Sheriff Andrew Berry expressed the hope that society would catch up with the sellers of the drug, "the sooner the better".
The sheriff was speaking at Wick today, prior to sentencing a teenager on charges of causing damage at his home in Wick on October 15, resisting the police and assaulting one of them.
The 16-year-old accused, who cannot be named for legal reasons, pleaded guilty and was said to have taken legal highs.
Sheriff Berry said that a number of young people in the local community had died because they had taken substances, the consequences of which "they had not the faintest idea about".
The sheriff went on: "Some of these deaths, I understand, are attributable to the use or misuse of legal highs. Hopefully, some day people will come to realise that the use of these drugs is completely unpredictable."

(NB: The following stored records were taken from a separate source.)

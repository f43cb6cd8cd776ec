//! Result types for scraping output.
//!
//! `Turn` is the transient, DOM-borrowing form produced by the locator.
//! `Conversation` is the owned document handed to the emitter; it no longer
//! references the page once assembly is done.

use std::fmt;

use chrono::{DateTime, Local};
use serde::{Deserialize, Serialize};

use crate::dom::NodeRef;

/// Who produced a turn.
#[derive(Debug, Clone, Copy, PartialEq, Eq, Hash, Serialize, Deserialize)]
pub enum Speaker {
    /// The human side of the chat.
    User,
    /// The AI side of the chat.
    Assistant,
    /// Not yet classified. Never reaches rendering.
    Unknown,
}

impl Speaker {
    /// The opposite role. `Unknown` stays `Unknown`.
    #[must_use]
    pub fn flipped(self) -> Self {
        match self {
            Self::User => Self::Assistant,
            Self::Assistant => Self::User,
            Self::Unknown => Self::Unknown,
        }
    }
}

/// A located turn with its rendered text.
#[derive(Clone)]
pub struct Turn<'a> {
    /// The element holding the turn (borrowed from the page, never edited).
    pub node: NodeRef<'a>,
    /// Rendered Markdown (assistant) or plain text (user).
    pub text: String,
    /// Tree-order index of `node`; ascending order is conversation order.
    pub dom_position: usize,
    /// Resolved speaker.
    pub speaker: Speaker,
}

impl fmt::Debug for Turn<'_> {
    fn fmt(&self, f: &mut fmt::Formatter<'_>) -> fmt::Result {
        f.debug_struct("Turn")
            .field("speaker", &self.speaker)
            .field("dom_position", &self.dom_position)
            .field("text", &self.text)
            .finish_non_exhaustive()
    }
}

impl Turn<'_> {
    /// Detach from the page, keeping what the document needs.
    #[must_use]
    pub fn to_message(&self) -> Message {
        Message {
            speaker: self.speaker,
            text: self.text.clone(),
            dom_position: self.dom_position,
        }
    }
}

/// An owned turn inside an assembled conversation.
#[derive(Debug, Clone, PartialEq, Eq, Serialize, Deserialize)]
pub struct Message {
    /// Resolved speaker.
    pub speaker: Speaker,
    /// Rendered Markdown (assistant) or plain text (user).
    pub text: String,
    /// Tree-order index of the source node.
    pub dom_position: usize,
}

/// What the extraction found.
#[derive(Debug, Clone, PartialEq, Eq)]
pub enum Content {
    /// Conversational turns, in ascending DOM order.
    Turns(Vec<Message>),
    /// No conversation structure; the page's visible text instead.
    Raw(String),
    /// Even the raw capture failed; the error message.
    Failed(String),
}

/// An assembled conversation document.
#[derive(Debug, Clone)]
pub struct Conversation {
    /// Title line text.
    pub title: String,
    /// When the export was produced.
    pub exported_at: DateTime<Local>,
    /// Turns or fallback text.
    pub content: Content,
    /// Speaker-tagged Markdown body (everything after the timestamp line).
    pub body: String,
}

impl Conversation {
    /// Number of (user, assistant) turns.
    #[must_use]
    pub fn counts(&self) -> (usize, usize) {
        match &self.content {
            Content::Turns(messages) => {
                let users = messages.iter().filter(|m| m.speaker == Speaker::User).count();
                (users, messages.len() - users)
            }
            Content::Raw(_) | Content::Failed(_) => (0, 0),
        }
    }

    /// Messages when a conversation was found, empty otherwise.
    #[must_use]
    pub fn messages(&self) -> &[Message] {
        match &self.content {
            Content::Turns(messages) => messages,
            Content::Raw(_) | Content::Failed(_) => &[],
        }
    }

    /// The raw-page text when no conversation was found.
    #[must_use]
    pub fn raw_fallback(&self) -> Option<&str> {
        match &self.content {
            Content::Raw(text) => Some(text),
            Content::Turns(_) | Content::Failed(_) => None,
        }
    }
}

/// Reply to a trigger command, serialized as `{ "success": .., "message": .. }`.
#[derive(Debug, Clone, PartialEq, Eq, Serialize, Deserialize)]
pub struct ScrapeResponse {
    /// Whether the document was produced and saved.
    pub success: bool,
    /// Human-readable outcome.
    pub message: String,
}

impl ScrapeResponse {
    /// Successful outcome.
    #[must_use]
    pub fn ok(message: impl Into<String>) -> Self {
        Self {
            success: true,
            message: message.into(),
        }
    }

    /// Failed outcome.
    #[must_use]
    pub fn failed(message: impl Into<String>) -> Self {
        Self {
            success: false,
            message: message.into(),
        }
    }
}

#[cfg(test)]
mod tests {
    use super::*;

    fn message(speaker: Speaker) -> Message {
        Message {
            speaker,
            text: "text".to_string(),
            dom_position: 0,
        }
    }

    #[test]
    fn speaker_flip() {
        assert_eq!(Speaker::User.flipped(), Speaker::Assistant);
        assert_eq!(Speaker::Assistant.flipped(), Speaker::User);
        assert_eq!(Speaker::Unknown.flipped(), Speaker::Unknown);
    }

    #[test]
    fn counts_split_by_speaker() {
        let conversation = Conversation {
            title: "t".to_string(),
            exported_at: Local::now(),
            content: Content::Turns(vec![
                message(Speaker::User),
                message(Speaker::Assistant),
                message(Speaker::User),
            ]),
            body: String::new(),
        };
        assert_eq!(conversation.counts(), (2, 1));
        assert!(conversation.raw_fallback().is_none());
    }

    #[test]
    fn response_serializes_to_extension_shape() {
        let json = serde_json::to_string(&ScrapeResponse::ok("done")).unwrap();
        assert_eq!(json, r#"{"success":true,"message":"done"}"#);
    }
}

Sheriff Berry described the pushers as "truly despicable people" going about selling the legal highs which "have a direct consequence on young lives".
The 16-year-old was said to have repeatedly struck a bedroom wall at his home punching holes in it. When resisting the police he kicked Constable Christopher Mackenzie. The court heard that he was taking steps to address difficulties in his life while on a community pay back order imposed previously.
Sheriff Berry, who described the teenager's behaviour on October 15 as "outrageous" ordered that he be put under supervision for six months with a review in a month and warned him that any lack of co-operation or re-offending would likely attract a custodial sentence.